Report each line of the data that has "stdout" somewhere in it.
====== Input data
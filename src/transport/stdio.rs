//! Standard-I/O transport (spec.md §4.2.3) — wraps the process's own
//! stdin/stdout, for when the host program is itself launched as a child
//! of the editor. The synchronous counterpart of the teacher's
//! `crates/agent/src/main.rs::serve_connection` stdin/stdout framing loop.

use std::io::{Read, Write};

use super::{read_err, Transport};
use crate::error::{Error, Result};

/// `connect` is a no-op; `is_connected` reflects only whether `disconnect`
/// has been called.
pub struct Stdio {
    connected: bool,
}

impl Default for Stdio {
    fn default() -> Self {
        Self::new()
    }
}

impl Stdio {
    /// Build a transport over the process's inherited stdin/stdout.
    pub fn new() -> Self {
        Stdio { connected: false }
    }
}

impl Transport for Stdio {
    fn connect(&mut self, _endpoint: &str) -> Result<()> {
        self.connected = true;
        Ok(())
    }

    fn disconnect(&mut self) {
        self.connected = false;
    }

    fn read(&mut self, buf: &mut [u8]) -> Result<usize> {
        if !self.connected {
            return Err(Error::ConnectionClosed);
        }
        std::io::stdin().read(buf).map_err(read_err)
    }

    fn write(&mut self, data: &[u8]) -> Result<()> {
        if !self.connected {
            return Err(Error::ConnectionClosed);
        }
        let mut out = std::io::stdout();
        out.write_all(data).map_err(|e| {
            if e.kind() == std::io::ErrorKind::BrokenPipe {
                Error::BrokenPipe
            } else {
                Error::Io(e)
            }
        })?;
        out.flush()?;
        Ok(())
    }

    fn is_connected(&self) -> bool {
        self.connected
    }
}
============
**Solution for this problem:**
//! stdin/stdout, for when the host program is itself launched as a child
//! `crates/agent/src/main.rs::serve_connection` stdin/stdout framing loop.
    /// Build a transport over the process's inherited stdin/stdout.
        let mut out = std::io::stdout();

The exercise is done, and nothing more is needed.